Input data: Begin

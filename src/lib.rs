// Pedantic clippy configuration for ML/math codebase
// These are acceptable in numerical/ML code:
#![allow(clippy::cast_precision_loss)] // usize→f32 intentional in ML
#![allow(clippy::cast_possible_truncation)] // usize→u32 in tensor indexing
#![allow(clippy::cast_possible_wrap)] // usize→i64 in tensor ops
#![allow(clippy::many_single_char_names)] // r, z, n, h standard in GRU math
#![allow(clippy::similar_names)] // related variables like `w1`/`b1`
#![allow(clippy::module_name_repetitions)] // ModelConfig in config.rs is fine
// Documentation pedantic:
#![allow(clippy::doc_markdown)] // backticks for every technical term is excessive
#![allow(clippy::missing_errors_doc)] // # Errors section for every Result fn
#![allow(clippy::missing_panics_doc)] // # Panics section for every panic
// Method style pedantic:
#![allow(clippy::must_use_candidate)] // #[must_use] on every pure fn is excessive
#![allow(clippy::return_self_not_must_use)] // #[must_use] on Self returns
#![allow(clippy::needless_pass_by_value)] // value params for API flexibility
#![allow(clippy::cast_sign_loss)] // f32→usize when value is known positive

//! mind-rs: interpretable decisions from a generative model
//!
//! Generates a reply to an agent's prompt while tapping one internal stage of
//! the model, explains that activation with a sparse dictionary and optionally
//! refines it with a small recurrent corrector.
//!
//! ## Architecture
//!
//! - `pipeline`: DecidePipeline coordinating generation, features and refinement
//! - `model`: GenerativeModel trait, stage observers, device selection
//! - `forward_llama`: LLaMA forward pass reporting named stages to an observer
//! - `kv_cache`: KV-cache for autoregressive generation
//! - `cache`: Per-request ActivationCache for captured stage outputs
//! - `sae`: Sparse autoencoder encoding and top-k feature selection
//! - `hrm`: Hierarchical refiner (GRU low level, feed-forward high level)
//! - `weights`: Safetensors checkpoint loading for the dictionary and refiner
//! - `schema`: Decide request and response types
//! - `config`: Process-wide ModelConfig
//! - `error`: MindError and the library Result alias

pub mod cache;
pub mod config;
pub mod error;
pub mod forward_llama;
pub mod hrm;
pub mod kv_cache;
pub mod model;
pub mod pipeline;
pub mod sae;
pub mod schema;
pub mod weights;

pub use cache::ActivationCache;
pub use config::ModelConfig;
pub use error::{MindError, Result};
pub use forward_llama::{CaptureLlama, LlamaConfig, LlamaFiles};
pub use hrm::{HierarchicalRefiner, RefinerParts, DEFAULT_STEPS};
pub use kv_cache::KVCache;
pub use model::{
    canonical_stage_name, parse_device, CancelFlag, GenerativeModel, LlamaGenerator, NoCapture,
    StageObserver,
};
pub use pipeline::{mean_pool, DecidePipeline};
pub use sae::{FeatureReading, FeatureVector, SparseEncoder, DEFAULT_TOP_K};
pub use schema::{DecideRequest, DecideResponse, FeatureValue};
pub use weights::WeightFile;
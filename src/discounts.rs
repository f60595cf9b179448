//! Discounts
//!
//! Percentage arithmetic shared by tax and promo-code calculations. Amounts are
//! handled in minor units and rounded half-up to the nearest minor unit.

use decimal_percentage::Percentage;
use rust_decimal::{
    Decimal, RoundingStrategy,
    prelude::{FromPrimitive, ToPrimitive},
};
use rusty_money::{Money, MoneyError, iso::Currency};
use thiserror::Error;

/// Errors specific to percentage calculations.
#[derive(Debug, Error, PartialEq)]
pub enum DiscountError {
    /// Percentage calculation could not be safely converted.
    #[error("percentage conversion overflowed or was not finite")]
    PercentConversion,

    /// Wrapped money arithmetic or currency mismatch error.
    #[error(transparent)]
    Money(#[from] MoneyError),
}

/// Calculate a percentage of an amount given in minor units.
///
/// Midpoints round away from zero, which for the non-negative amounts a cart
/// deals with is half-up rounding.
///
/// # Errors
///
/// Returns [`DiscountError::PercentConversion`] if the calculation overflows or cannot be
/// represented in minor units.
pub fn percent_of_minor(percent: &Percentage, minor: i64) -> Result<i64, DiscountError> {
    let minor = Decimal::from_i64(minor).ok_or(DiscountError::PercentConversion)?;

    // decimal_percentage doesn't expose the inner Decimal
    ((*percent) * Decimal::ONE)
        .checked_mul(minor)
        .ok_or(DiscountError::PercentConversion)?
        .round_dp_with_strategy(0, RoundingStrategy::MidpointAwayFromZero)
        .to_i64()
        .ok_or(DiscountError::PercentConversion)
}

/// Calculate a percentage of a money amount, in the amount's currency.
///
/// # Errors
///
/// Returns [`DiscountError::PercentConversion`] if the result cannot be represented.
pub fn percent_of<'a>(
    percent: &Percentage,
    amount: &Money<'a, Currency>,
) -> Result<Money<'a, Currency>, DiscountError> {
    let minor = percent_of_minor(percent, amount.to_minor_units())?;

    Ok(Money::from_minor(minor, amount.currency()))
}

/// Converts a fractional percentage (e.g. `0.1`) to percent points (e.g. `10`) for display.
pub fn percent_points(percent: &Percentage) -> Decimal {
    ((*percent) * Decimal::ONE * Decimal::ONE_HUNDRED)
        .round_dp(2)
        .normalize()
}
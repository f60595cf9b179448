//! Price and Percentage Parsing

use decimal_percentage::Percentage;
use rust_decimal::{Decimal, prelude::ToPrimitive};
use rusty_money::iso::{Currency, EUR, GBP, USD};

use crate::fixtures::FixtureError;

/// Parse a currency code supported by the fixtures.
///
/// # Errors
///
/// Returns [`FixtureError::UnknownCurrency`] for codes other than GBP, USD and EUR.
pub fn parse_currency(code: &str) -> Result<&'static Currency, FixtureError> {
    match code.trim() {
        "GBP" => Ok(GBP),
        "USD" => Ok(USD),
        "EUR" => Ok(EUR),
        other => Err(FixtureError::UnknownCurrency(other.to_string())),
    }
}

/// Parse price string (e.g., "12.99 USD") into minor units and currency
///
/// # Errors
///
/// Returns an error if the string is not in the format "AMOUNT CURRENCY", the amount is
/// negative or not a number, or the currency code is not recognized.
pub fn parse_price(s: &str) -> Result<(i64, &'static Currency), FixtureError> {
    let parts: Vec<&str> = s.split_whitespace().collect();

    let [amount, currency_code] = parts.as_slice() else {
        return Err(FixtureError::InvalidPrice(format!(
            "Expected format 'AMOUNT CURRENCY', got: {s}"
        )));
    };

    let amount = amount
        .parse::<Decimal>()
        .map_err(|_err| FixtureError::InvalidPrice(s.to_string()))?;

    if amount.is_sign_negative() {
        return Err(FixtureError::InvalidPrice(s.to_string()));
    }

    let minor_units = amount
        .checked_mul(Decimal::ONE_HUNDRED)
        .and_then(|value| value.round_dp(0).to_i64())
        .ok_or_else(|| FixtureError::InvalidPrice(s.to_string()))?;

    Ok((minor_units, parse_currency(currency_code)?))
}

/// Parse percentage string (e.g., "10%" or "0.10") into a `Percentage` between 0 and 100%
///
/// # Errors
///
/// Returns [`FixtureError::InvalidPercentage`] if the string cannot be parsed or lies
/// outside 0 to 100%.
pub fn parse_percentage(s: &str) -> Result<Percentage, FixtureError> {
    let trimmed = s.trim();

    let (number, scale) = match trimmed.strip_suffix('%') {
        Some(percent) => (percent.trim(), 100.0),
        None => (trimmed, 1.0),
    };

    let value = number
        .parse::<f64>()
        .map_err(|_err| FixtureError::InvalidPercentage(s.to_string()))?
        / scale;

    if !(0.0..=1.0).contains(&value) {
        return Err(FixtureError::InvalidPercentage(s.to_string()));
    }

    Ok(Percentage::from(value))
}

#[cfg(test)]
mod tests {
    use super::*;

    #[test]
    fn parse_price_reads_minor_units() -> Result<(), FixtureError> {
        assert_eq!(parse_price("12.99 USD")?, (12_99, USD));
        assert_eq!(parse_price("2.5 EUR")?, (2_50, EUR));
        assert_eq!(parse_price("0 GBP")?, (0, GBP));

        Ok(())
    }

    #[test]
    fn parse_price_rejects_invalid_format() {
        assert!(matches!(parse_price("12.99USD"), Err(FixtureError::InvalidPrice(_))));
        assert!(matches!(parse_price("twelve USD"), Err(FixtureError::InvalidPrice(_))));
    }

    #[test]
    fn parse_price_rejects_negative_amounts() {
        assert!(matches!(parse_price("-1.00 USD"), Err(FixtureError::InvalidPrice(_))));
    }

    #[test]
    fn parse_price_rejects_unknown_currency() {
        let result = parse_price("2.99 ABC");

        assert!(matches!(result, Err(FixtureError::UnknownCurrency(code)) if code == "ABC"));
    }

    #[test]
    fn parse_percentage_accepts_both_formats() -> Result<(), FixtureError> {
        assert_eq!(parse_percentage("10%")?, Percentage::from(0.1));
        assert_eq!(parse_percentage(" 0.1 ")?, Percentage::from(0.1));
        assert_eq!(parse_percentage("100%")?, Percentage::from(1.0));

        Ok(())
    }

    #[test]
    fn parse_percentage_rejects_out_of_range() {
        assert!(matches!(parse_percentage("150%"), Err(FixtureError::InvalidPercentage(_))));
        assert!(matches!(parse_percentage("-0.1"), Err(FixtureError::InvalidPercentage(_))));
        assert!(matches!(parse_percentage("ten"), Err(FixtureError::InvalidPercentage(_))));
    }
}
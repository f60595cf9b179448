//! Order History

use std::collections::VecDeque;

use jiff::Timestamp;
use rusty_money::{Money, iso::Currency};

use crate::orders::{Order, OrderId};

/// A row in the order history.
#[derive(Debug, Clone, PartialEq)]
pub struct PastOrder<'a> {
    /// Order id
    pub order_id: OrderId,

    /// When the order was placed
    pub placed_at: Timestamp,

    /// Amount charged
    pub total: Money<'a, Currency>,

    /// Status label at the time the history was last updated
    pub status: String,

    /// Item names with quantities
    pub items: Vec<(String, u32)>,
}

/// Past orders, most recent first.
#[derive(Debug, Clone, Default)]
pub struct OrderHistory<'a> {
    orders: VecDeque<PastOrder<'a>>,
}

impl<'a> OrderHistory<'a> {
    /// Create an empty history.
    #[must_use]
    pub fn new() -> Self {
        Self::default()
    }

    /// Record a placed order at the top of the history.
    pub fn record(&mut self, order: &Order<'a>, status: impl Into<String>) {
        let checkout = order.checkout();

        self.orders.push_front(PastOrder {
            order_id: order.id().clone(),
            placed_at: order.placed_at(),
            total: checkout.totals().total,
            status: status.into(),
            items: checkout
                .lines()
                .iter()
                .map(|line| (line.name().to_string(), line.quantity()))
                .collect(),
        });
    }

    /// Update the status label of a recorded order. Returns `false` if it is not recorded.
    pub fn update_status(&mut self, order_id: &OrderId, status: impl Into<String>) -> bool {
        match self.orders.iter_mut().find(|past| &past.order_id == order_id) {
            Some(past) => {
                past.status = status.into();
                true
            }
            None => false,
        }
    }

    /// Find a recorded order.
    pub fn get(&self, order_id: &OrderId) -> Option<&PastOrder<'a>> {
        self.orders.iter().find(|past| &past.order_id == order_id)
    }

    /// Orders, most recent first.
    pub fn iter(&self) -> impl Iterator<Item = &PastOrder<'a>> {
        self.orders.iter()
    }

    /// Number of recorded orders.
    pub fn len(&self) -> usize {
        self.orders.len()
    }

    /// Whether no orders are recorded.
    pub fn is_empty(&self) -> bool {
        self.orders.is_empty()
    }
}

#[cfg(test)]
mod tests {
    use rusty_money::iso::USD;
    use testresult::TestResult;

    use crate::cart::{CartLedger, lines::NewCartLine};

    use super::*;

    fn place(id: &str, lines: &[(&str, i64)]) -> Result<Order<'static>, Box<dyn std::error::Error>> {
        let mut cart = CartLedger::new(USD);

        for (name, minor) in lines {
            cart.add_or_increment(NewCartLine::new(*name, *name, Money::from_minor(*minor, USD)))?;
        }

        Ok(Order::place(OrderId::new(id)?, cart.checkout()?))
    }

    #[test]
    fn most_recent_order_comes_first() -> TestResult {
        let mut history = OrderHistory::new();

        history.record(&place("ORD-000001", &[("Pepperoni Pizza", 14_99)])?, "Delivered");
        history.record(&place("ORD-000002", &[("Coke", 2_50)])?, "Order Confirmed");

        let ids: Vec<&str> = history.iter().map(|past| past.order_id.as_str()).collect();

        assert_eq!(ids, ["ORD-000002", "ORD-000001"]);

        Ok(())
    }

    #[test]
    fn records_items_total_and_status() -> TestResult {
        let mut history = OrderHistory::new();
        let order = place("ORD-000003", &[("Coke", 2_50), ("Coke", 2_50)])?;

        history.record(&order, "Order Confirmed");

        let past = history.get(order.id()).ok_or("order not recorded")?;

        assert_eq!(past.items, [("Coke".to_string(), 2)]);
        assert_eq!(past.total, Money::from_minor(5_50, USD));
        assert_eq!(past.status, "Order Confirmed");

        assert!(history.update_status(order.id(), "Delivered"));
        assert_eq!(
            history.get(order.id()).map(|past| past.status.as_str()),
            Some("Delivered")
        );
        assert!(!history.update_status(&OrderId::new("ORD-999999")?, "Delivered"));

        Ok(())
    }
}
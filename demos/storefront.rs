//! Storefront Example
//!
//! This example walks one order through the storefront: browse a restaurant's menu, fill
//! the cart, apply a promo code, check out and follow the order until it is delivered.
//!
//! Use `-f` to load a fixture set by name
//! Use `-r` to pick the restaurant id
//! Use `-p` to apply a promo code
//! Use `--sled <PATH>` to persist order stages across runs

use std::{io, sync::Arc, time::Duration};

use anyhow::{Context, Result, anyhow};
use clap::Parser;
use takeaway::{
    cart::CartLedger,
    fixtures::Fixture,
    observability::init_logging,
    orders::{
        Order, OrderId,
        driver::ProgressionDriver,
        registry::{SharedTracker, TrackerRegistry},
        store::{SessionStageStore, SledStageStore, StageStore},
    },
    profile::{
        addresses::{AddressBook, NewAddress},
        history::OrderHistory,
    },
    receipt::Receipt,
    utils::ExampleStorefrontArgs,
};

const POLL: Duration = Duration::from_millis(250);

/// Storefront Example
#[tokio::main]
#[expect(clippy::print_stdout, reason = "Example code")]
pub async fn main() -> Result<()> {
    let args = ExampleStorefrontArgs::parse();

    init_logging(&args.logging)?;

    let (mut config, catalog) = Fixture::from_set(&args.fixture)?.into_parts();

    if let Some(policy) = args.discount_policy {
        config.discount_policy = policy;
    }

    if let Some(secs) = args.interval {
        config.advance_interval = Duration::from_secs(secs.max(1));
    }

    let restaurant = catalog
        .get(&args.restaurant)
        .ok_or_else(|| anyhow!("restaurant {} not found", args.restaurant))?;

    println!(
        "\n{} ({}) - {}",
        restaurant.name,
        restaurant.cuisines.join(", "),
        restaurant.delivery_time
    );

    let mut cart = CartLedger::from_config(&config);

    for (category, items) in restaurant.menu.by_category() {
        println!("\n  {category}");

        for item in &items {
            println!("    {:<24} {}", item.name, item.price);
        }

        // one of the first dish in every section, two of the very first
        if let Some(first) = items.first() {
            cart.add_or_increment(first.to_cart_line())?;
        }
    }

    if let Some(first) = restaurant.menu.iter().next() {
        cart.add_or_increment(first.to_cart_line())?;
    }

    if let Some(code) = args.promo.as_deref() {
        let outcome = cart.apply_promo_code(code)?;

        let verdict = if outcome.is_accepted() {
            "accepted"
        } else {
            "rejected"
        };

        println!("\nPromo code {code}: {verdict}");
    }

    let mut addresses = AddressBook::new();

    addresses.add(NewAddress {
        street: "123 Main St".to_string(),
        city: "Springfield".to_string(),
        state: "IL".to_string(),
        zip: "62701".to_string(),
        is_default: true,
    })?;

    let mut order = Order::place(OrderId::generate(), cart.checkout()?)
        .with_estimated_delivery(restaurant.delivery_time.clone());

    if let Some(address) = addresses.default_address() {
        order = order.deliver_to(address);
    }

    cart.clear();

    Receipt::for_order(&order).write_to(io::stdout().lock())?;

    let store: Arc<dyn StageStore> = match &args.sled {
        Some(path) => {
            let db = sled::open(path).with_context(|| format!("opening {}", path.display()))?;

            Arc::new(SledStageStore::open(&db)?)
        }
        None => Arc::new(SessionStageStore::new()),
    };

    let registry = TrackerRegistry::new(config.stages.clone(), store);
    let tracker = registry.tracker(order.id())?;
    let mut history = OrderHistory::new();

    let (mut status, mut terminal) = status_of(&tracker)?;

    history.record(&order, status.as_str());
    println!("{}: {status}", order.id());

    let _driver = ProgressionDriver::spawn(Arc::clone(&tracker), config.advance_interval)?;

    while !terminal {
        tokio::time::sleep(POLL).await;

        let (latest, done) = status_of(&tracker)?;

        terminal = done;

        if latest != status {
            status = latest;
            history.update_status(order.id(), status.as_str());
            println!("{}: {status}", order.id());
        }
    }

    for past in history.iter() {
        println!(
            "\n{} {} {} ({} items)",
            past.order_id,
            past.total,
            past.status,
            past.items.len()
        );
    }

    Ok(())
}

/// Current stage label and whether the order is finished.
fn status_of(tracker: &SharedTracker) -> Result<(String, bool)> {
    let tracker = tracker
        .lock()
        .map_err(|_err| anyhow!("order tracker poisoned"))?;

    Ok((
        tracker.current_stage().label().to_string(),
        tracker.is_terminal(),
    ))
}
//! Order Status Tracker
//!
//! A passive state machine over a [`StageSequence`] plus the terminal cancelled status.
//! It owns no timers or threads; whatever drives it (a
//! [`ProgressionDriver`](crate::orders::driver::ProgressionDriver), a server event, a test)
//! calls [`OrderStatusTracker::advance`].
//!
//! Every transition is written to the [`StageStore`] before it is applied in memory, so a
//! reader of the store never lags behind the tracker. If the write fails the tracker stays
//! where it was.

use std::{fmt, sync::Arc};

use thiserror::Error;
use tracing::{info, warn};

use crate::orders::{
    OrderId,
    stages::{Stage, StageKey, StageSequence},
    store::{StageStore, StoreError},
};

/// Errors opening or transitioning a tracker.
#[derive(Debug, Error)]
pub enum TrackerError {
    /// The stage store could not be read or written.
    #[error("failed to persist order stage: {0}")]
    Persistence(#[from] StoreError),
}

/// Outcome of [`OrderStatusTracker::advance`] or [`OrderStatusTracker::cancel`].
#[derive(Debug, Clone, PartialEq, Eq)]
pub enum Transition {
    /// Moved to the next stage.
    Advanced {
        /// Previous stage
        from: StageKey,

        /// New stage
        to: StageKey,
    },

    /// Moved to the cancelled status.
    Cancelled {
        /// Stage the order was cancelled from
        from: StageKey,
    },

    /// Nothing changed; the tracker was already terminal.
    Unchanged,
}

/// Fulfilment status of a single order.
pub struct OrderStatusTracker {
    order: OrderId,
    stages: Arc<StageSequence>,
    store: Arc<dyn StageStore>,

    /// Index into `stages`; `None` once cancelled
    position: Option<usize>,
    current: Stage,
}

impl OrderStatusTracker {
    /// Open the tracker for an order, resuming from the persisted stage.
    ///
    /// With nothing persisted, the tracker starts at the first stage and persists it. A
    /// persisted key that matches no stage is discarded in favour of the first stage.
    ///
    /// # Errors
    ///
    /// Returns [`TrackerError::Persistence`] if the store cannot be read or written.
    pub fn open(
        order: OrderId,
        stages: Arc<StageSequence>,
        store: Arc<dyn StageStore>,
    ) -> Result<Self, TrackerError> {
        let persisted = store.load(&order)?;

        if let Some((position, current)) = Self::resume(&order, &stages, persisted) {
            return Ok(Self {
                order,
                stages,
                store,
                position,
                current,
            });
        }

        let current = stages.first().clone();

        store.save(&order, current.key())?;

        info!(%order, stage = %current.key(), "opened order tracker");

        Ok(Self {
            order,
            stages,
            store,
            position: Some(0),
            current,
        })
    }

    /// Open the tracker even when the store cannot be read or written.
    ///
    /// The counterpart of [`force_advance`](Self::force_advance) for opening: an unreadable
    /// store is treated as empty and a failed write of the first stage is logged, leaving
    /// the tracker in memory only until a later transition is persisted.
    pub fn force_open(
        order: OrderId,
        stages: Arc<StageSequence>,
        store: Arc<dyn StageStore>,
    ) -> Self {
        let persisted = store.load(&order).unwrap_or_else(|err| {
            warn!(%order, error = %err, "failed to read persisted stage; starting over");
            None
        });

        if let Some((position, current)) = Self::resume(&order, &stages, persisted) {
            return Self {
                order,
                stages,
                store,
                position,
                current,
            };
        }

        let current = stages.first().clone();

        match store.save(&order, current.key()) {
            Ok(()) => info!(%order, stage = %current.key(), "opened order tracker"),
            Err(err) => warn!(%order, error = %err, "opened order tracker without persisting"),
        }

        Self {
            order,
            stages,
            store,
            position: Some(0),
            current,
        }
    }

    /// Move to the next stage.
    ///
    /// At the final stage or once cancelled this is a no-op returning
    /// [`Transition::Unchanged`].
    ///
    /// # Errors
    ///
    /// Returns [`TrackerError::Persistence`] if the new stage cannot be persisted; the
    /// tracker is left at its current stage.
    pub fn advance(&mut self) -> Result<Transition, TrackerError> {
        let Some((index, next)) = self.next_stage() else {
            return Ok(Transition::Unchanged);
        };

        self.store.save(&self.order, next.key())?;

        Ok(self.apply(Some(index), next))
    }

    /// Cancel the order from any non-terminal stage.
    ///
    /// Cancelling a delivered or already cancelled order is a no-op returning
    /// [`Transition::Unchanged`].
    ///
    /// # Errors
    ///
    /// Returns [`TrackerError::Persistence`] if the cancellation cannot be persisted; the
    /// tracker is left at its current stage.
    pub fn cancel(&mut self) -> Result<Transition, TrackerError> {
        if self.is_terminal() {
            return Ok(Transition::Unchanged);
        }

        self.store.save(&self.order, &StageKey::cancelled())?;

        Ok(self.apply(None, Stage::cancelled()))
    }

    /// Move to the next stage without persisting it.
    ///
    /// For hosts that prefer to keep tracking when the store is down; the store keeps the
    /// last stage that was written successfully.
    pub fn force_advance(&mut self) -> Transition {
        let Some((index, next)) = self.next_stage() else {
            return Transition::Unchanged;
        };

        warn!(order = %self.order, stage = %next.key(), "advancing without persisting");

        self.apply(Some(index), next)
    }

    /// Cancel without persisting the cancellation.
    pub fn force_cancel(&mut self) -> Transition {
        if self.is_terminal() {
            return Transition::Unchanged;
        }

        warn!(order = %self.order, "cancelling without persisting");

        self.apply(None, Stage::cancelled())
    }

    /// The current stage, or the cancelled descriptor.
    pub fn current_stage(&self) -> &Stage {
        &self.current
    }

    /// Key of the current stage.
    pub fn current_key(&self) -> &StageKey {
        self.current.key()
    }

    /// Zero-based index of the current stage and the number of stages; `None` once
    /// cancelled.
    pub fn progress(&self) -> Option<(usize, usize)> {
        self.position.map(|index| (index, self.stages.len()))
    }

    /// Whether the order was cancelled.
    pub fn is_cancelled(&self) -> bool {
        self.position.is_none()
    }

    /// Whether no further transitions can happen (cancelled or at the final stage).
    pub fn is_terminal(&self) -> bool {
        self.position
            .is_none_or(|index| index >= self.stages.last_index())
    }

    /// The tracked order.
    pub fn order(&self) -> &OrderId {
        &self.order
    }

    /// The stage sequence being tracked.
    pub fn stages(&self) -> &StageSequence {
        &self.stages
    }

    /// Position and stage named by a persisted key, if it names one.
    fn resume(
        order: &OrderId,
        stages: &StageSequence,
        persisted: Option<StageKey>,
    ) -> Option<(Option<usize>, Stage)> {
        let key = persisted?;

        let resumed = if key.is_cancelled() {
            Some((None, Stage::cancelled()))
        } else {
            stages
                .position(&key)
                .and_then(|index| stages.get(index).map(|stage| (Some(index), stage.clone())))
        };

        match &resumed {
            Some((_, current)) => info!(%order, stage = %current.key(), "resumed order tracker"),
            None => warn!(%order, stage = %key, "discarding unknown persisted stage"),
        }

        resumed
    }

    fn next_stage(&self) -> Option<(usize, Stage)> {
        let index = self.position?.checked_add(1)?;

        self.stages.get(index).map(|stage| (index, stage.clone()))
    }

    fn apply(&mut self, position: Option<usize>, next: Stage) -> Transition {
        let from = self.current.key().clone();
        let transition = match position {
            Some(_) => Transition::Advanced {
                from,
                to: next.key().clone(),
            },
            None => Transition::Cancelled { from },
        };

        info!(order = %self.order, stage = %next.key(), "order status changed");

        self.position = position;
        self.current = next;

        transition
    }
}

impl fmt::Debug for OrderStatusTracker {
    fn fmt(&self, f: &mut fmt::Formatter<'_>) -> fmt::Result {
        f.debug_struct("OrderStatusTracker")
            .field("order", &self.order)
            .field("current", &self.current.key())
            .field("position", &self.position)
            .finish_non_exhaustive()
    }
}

Input data: End

**What is required:** When you reach the line with "fn records_items_total_and_status() ->" in the records above, start writing out lines exactly, and stop once the line with "filename demos/storefront.rs" has been written; include nothing else.

**Task solution:**
    fn records_items_total_and_status() -> TestResult {
        let mut history = OrderHistory::new();
        let order = place("ORD-000003", &[("Coke", 2_50), ("Coke", 2_50)])?;

        history.record(&order, "Order Confirmed");

        let past = history.get(order.id()).ok_or("order not recorded")?;

        assert_eq!(past.items, [("Coke".to_string(), 2)]);
        assert_eq!(past.total, Money::from_minor(5_50, USD));
        assert_eq!(past.status, "Order Confirmed");

        assert!(history.update_status(order.id(), "Delivered"));
        assert_eq!(
            history.get(order.id()).map(|past| past.status.as_str()),
            Some("Delivered")
        );
        assert!(!history.update_status(&OrderId::new("ORD-999999")?, "Delivered"));

        Ok(())
    }
}
filename demos/storefront.rs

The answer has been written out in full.